La decisión de la Suprema Corte de Justicia, por mayoría, de legitimar el cobro de intereses sobre intereses, dista de ser un asunto exclusivamente jurídico. De que no es palabra divina o algo por el estilo, da testimonio el hecho de que la decisión no fue unánime. Y las leyes cambian según la sociedad de la que emanan.
Por ejemplo, a raíz de la Revolución Mexicana se promulga una nueva Constitución. Por eso, desenterrar leyes de tiempos del porfiriato para justificar una decisión es, por lo menos, discutible. Y en cuanto a la justificación derivada de que esto se permite en otros países, ese argumento ignora las enormes diferencias entre aplicar el cobro de intereses en esta forma en una y otra situación.
Por ejemplo, en Estados Unidos la tasa anual de interés en préstamos al público no está muy lejos, en promedio, de 12 por ciento, aunque cambia según el tipo de crédito, el plazo, etcétera. Eso equivale a uno por ciento al mes. Si los intereses se acumulan cada mes, como sucede en la tarjeta de crédito, la tasa anual efectiva pasa a ser de 12.7 por ciento. Aumentó relativamente poco. Pero en México se cobra por el adeudo de una tarjeta de crédito, en estos días, 5.5 por ciento al mes, nominalmente equivalente a 66 por ciento anual. Aplicado como se aplica, o sea acumulando intereses al capital sobre el que se cobran intereses el siguiente mes, resulta una tasa anual efectiva de 90.1 por ciento.
Esto ya podría caber dentro del concepto de usura, ese sí contrario a nuestra actual Constitución, si lo comparamos con la tasa de aumento de precios oficialmente esperada para este año de 12 por ciento, o la tasa a la que apuntan los datos de precios del Banco de México, de aproximadamente 15 por ciento en todo este año. Uno de los efectos prácticos de corto plazo de la decisión de la Suprema Corte es la posibilidad de que los bancos embarguen masivamente departamentos, automóviles y otros bienes de deudores que no han podido pagar estos intereses tan elevados. En muchos casos, cuando se compró el bien a plazos, las tasas eran mucho más bajas. Luego se dispararon a raíz de las devaluaciones de 1994 y 1995, y ahora se disparan otra vez.
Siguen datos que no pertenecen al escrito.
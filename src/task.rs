use chrono::{DateTime, NaiveDate, NaiveDateTime};
use serde::{Deserialize, Serialize};
use std::fmt;

/// Server-assigned identifier. The store hands out integers today, but the
/// client only ever echoes it back, so strings are accepted as well.
#[derive(Debug, Clone, PartialEq, Eq, Hash, Serialize, Deserialize)]
#[serde(untagged)]
pub enum TaskId {
    Int(i64),
    Text(String),
}

impl fmt::Display for TaskId {
    fn fmt(&self, f: &mut fmt::Formatter<'_>) -> fmt::Result {
        match self {
            TaskId::Int(id) => write!(f, "{}", id),
            TaskId::Text(id) => f.write_str(id),
        }
    }
}

#[derive(Debug, Serialize, Deserialize, Clone, PartialEq, Eq)]
pub struct Task {
    pub id: TaskId,
    pub title: String,
    #[serde(default)]
    pub description: Option<String>,
    #[serde(default)]
    pub completed: bool,
    #[serde(default)]
    pub created_at: Option<String>,
    #[serde(default)]
    pub updated_at: Option<String>,
}

impl Task {
    /// Description to render, `None` when missing or blank.
    pub fn details(&self) -> Option<&str> {
        self.description.as_deref().filter(|d| !d.is_empty())
    }

    /// Creation day as sent by the store. Accepts RFC 3339 as well as the
    /// naive `YYYY-MM-DDTHH:MM:SS[.ffffff]` form.
    pub fn created_on(&self) -> Option<NaiveDate> {
        let raw = self.created_at.as_deref()?;
        DateTime::parse_from_rfc3339(raw)
            .map(|dt| dt.date_naive())
            .or_else(|_| {
                NaiveDateTime::parse_from_str(raw, "%Y-%m-%dT%H:%M:%S%.f").map(|dt| dt.date())
            })
            .ok()
    }
}

/// Body of `POST /todos`.
#[derive(Debug, Serialize, Deserialize, Clone, PartialEq, Eq)]
pub struct NewTask {
    pub title: String,
    pub description: String,
    pub completed: bool,
}

/// Partial body of `PUT /todos/{id}`; unset fields are left alone by the store.
#[derive(Debug, Serialize, Deserialize, Clone, Default, PartialEq, Eq)]
pub struct TaskPatch {
    #[serde(skip_serializing_if = "Option::is_none")]
    pub title: Option<String>,
    #[serde(skip_serializing_if = "Option::is_none")]
    pub description: Option<String>,
    #[serde(skip_serializing_if = "Option::is_none")]
    pub completed: Option<bool>,
}

impl TaskPatch {
    pub fn completed(completed: bool) -> Self {
        Self {
            completed: Some(completed),
            ..Default::default()
        }
    }
}

/// Which input of the creation form is addressed.
#[derive(Debug, Clone, Copy, PartialEq, Eq)]
pub enum Field {
    Title,
    Description,
}

/// Pending, not yet submitted task.
#[derive(Debug, Clone, Default, PartialEq, Eq)]
pub struct Draft {
    pub title: String,
    pub description: String,
}

impl Draft {
    pub fn field(&self, field: Field) -> &str {
        match field {
            Field::Title => &self.title,
            Field::Description => &self.description,
        }
    }

    pub fn field_mut(&mut self, field: Field) -> &mut String {
        match field {
            Field::Title => &mut self.title,
            Field::Description => &mut self.description,
        }
    }

    /// Request body for this draft, or `None` if the title is blank.
    pub fn to_new_task(&self) -> Option<NewTask> {
        let title = self.title.trim();
        if title.is_empty() {
            return None;
        }
        Some(NewTask {
            title: title.to_string(),
            description: self.description.trim().to_string(),
            completed: false,
        })
    }
}
use crate::error::Result;
use crate::task::{Draft, Field, Task, TaskId};

/// The four request kinds the client can have in flight.
#[derive(Debug, Clone, Copy, PartialEq, Eq)]
pub enum Operation {
    Load,
    Create,
    Update,
    Delete,
}

impl Operation {
    /// User-facing message shown when this operation fails, whatever the cause.
    pub const fn failure_message(self) -> &'static str {
        match self {
            Operation::Load => "Failed to load tasks",
            Operation::Create => "Failed to create task",
            Operation::Update => "Failed to update task",
            Operation::Delete => "Failed to delete task",
        }
    }

    pub const fn name(self) -> &'static str {
        match self {
            Operation::Load => "load",
            Operation::Create => "create",
            Operation::Update => "update",
            Operation::Delete => "delete",
        }
    }
}

/// Resolution of one remote request.
#[derive(Debug)]
pub enum Outcome {
    Loaded(Result<Vec<Task>>),
    Created(Result<Task>),
    Updated(Result<Task>),
    Deleted { id: TaskId, result: Result<()> },
}

impl Outcome {
    pub const fn operation(&self) -> Operation {
        match self {
            Outcome::Loaded(_) => Operation::Load,
            Outcome::Created(_) => Operation::Create,
            Outcome::Updated(_) => Operation::Update,
            Outcome::Deleted { .. } => Operation::Delete,
        }
    }

    /// Underlying failure, if any.
    pub fn error(&self) -> Option<&crate::error::Error> {
        match self {
            Outcome::Loaded(r) => r.as_ref().err(),
            Outcome::Created(r) => r.as_ref().err(),
            Outcome::Updated(r) => r.as_ref().err(),
            Outcome::Deleted { result, .. } => result.as_ref().err(),
        }
    }
}

#[derive(Debug, Clone, Copy, PartialEq, Eq)]
pub enum InputEvent {
    Insert(Field, char),
    Backspace(Field),
}

#[derive(Debug)]
pub enum Msg {
    Input(InputEvent),
    Dispatched(Operation),
    Resolved(Outcome),
}

/// What the list area should show.
#[derive(Debug, PartialEq, Eq)]
pub enum ListView<'a> {
    Loading,
    Empty,
    Tasks(&'a [Task]),
}

/// Client-side mirror of the remote collection plus the form and status flags.
///
/// The collection is a cache: it is only ever replaced or patched with task
/// bodies returned by the store, never with locally invented ids or timestamps.
#[derive(Debug, Clone, Default, PartialEq, Eq)]
pub struct TaskListState {
    tasks: Vec<Task>,
    draft: Draft,
    busy: bool,
    error: Option<&'static str>,
}

impl TaskListState {
    pub fn new() -> Self {
        Self::default()
    }

    pub fn tasks(&self) -> &[Task] {
        &self.tasks
    }

    pub fn task(&self, id: &TaskId) -> Option<&Task> {
        self.tasks.iter().find(|t| &t.id == id)
    }

    pub fn draft(&self) -> &Draft {
        &self.draft
    }

    pub fn is_busy(&self) -> bool {
        self.busy
    }

    pub fn error(&self) -> Option<&'static str> {
        self.error
    }

    pub fn list_view(&self) -> ListView<'_> {
        if self.busy && self.tasks.is_empty() {
            ListView::Loading
        } else if self.tasks.is_empty() {
            ListView::Empty
        } else {
            ListView::Tasks(&self.tasks)
        }
    }

    pub fn count_label(&self) -> String {
        format!("({})", self.tasks.len())
    }

    /// Single transition function: every change to the state goes through here.
    pub fn reduce(mut self, msg: Msg) -> Self {
        match msg {
            Msg::Input(_) if self.busy => {}
            Msg::Input(InputEvent::Insert(field, c)) => self.draft.field_mut(field).push(c),
            Msg::Input(InputEvent::Backspace(field)) => {
                self.draft.field_mut(field).pop();
            }
            Msg::Dispatched(_) => self.busy = true,
            Msg::Resolved(outcome) => {
                self.busy = false;
                let operation = outcome.operation();
                match self.resolve(outcome) {
                    Ok(()) => self.error = None,
                    Err(_) => self.error = Some(operation.failure_message()),
                }
            }
        }
        self
    }

    fn resolve(&mut self, outcome: Outcome) -> Result<()> {
        match outcome {
            Outcome::Loaded(tasks) => self.tasks = tasks?,
            Outcome::Created(task) => {
                let task = task?;
                self.tasks.retain(|t| t.id != task.id);
                self.tasks.insert(0, task);
                self.draft = Draft::default();
            }
            Outcome::Updated(task) => {
                let task = task?;
                if let Some(slot) = self.tasks.iter_mut().find(|t| t.id == task.id) {
                    *slot = task;
                }
            }
            Outcome::Deleted { id, result } => {
                result?;
                self.tasks.retain(|t| t.id != id);
            }
        }
        Ok(())
    }
}
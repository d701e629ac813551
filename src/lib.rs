//! Terminal client for a remote task list service.
//!
//! Lists, creates, toggles and deletes tasks held by a REST store under
//! `{base}/todos`. The local collection is only a cache of what the store
//! returned.

pub mod api;
pub mod client;
pub mod config;
pub mod confirm;
pub mod error;
pub mod logging;
pub mod task;
pub mod task_list;
pub mod ui;

pub use api::{HttpTodoApi, TodoApi};
pub use client::TaskListClient;
pub use config::Config;
pub use error::{Error, Result};
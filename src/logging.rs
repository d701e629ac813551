//! File logging. The terminal belongs to the UI, so everything goes to a
//! log file through a non-blocking appender.

use std::ffi::OsStr;
use std::path::{Path, PathBuf};

use tracing_appender::non_blocking::WorkerGuard;
use tracing_subscriber::{fmt, layer::SubscriberExt, util::SubscriberInitExt, EnvFilter};

use crate::error::{Error, Result};

const DEFAULT_FILTER: &str = "info,tasklist=debug";
const DEFAULT_FILE_NAME: &str = "tasklist.log";

/// Directory and file name the appender writes to.
fn log_target(log_path: &Path) -> (PathBuf, &OsStr) {
    let dir = log_path
        .parent()
        .filter(|p| !p.as_os_str().is_empty())
        .map_or_else(|| PathBuf::from("."), Path::to_path_buf);
    let file_name = log_path
        .file_name()
        .unwrap_or_else(|| OsStr::new(DEFAULT_FILE_NAME));
    (dir, file_name)
}

/// Install the global subscriber. Keep the returned guard alive until exit
/// or buffered lines are lost.
pub fn init(log_path: &Path) -> Result<WorkerGuard> {
    let (dir, file_name) = log_target(log_path);
    std::fs::create_dir_all(&dir)?;
    let (writer, guard) = tracing_appender::non_blocking(tracing_appender::rolling::never(dir, file_name));

    tracing_subscriber::registry()
        .with(EnvFilter::try_from_default_env().unwrap_or_else(|_| DEFAULT_FILTER.into()))
        .with(fmt::layer().with_ansi(false).with_writer(writer))
        .try_init()
        .map_err(|e| Error::config(format!("logging already initialised: {e}")))?;
    Ok(guard)
}
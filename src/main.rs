use crossterm::{
    execute,
    terminal::{disable_raw_mode, enable_raw_mode, EnterAlternateScreen, LeaveAlternateScreen},
};
use ratatui::{backend::CrosstermBackend, Terminal};
use std::io;
use tasklist::api::{check_health, HEALTH_TIMEOUT};
use tasklist::{logging, ui, Config, HttpTodoApi, TaskListClient};
use tracing::{info, warn};

#[tokio::main]
async fn main() -> Result<(), Box<dyn std::error::Error>> {
    let config = Config::from_env()?;
    let _log_guard = logging::init(&config.log_file)?;

    info!(base_url = %config.base_url, "Starting task list client");
    let api = HttpTodoApi::new(config.base_url.clone())?;

    // Diagnostics only; never holds up the first draw
    let probe = api.clone();
    tokio::spawn(async move {
        match check_health(&probe, HEALTH_TIMEOUT).await {
            Ok(health) => info!(status = %health.status, redis = health.redis, "Task service reachable"),
            Err(err) => warn!(error = %err, "Task service health check failed"),
        }
    });
    let mut client = TaskListClient::new(api);

    // Terminal setup
    enable_raw_mode()?;
    let mut stdout = io::stdout();
    execute!(stdout, EnterAlternateScreen)?;
    let backend = CrosstermBackend::new(stdout);
    let mut terminal = Terminal::new(backend)?;

    let result = ui::run_app(&mut terminal, &mut client).await;

    // Restore terminal
    disable_raw_mode()?;
    execute!(terminal.backend_mut(), LeaveAlternateScreen)?;
    terminal.show_cursor()?;

    if let Err(err) = result {
        eprintln!("{:?}", err);
    }
    Ok(())
}
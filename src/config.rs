//! Startup configuration: where the task API lives and where logs go.

use std::path::PathBuf;

use url::{Host, Url};

use crate::error::{Error, Result};

/// Full base address override, e.g. `https://todo.example.com/api`.
pub const API_URL_VAR: &str = "TASKLIST_API_URL";
/// Address the client is deployed behind; selects the `/api` routing convention.
pub const ORIGIN_VAR: &str = "TASKLIST_ORIGIN";
pub const LOG_FILE_VAR: &str = "TASKLIST_LOG_FILE";

/// Base address used when running against a store on this machine.
pub const LOCAL_API_URL: &str = "http://localhost:5001/api";
/// Path the routing layer exposes the API under.
pub const API_PATH: &str = "/api";
const DEFAULT_LOG_FILE: &str = "tasklist.log";

#[derive(Debug, Clone, PartialEq, Eq)]
pub struct Config {
    pub base_url: Url,
    pub log_file: PathBuf,
}

impl Config {
    /// Read the configuration from the process environment.
    pub fn from_env() -> Result<Self> {
        Self::from_lookup(|key| std::env::var(key).ok())
    }

    pub fn from_lookup(lookup: impl Fn(&str) -> Option<String>) -> Result<Self> {
        let base_url = resolve_base_url(lookup(API_URL_VAR).as_deref(), lookup(ORIGIN_VAR).as_deref())?;
        let log_file = lookup(LOG_FILE_VAR)
            .filter(|v| !v.is_empty())
            .map_or_else(|| PathBuf::from(DEFAULT_LOG_FILE), PathBuf::from);
        Ok(Self { base_url, log_file })
    }
}

/// Resolve the API base address, in order: explicit override, `/api` on a
/// non-loopback origin, then the local development default.
pub fn resolve_base_url(override_url: Option<&str>, origin: Option<&str>) -> Result<Url> {
    if let Some(url) = override_url.map(str::trim).filter(|u| !u.is_empty()) {
        return parse_base(url, API_URL_VAR);
    }

    match origin.map(str::trim).filter(|o| !o.is_empty()) {
        Some(origin) => {
            let origin = parse_base(origin, ORIGIN_VAR)?;
            if is_loopback(&origin) {
                Ok(Url::parse(LOCAL_API_URL)?)
            } else {
                Ok(origin.join(API_PATH)?)
            }
        }
        None => Ok(Url::parse(LOCAL_API_URL)?),
    }
}

fn parse_base(raw: &str, var: &str) -> Result<Url> {
    let url = Url::parse(raw).map_err(|e| Error::config(format!("{var}={raw:?}: {e}")))?;
    if url.cannot_be_a_base() {
        return Err(Error::config(format!("{var}={raw:?} cannot be used as a base address")));
    }
    Ok(url)
}

fn is_loopback(url: &Url) -> bool {
    match url.host() {
        Some(Host::Domain(domain)) => domain.eq_ignore_ascii_case("localhost"),
        Some(Host::Ipv4(ip)) => ip.is_loopback(),
        Some(Host::Ipv6(ip)) => ip.is_loopback(),
        None => true,
    }
}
Si estos embargos masivos se producen, eso no sólo afectará a los deudores, sino que profundizará esta crisis que oficialmente no existe. Por un lado, los deudores dejarán de comprar muchas cosas. Otros usuarios de tarjeta de crédito se cuidarán de no caer en este tipo de situaciones y preferirán comprar lo menos posible. La venta por remate de los coches embargados le quitará parte de lo que queda del mercado interno a los fabricantes de automóviles, y así sucesivamente.
De esta forma, mientras que a algunos funcionarios nuestros les preocupa seriamente la crisis... en Asia, y presentan lo que vivimos a diario como simple reflejo de los sucesos que vienen del exterior, se están adoptando medidas que profundizan nuestra propia crisis. Esto, más los pronósticos de un escenario internacional poco favorable para 1999 y en un contexto de alta dependencia de los sucesos exteriores y de casi nulas defensas de nuestra economía, tiende a reforzar la posibilidad de que, como mencionamos recientemente en este espacio, esta crisis ``haga puente'' con la del año 2000 ligada a las incertidumbres de los inversionistas sobre la sucesión presidencial. De ahí la importancia de una revisión de la política económica y de la construcción de una alternativa que permita hacer frente a esta situación.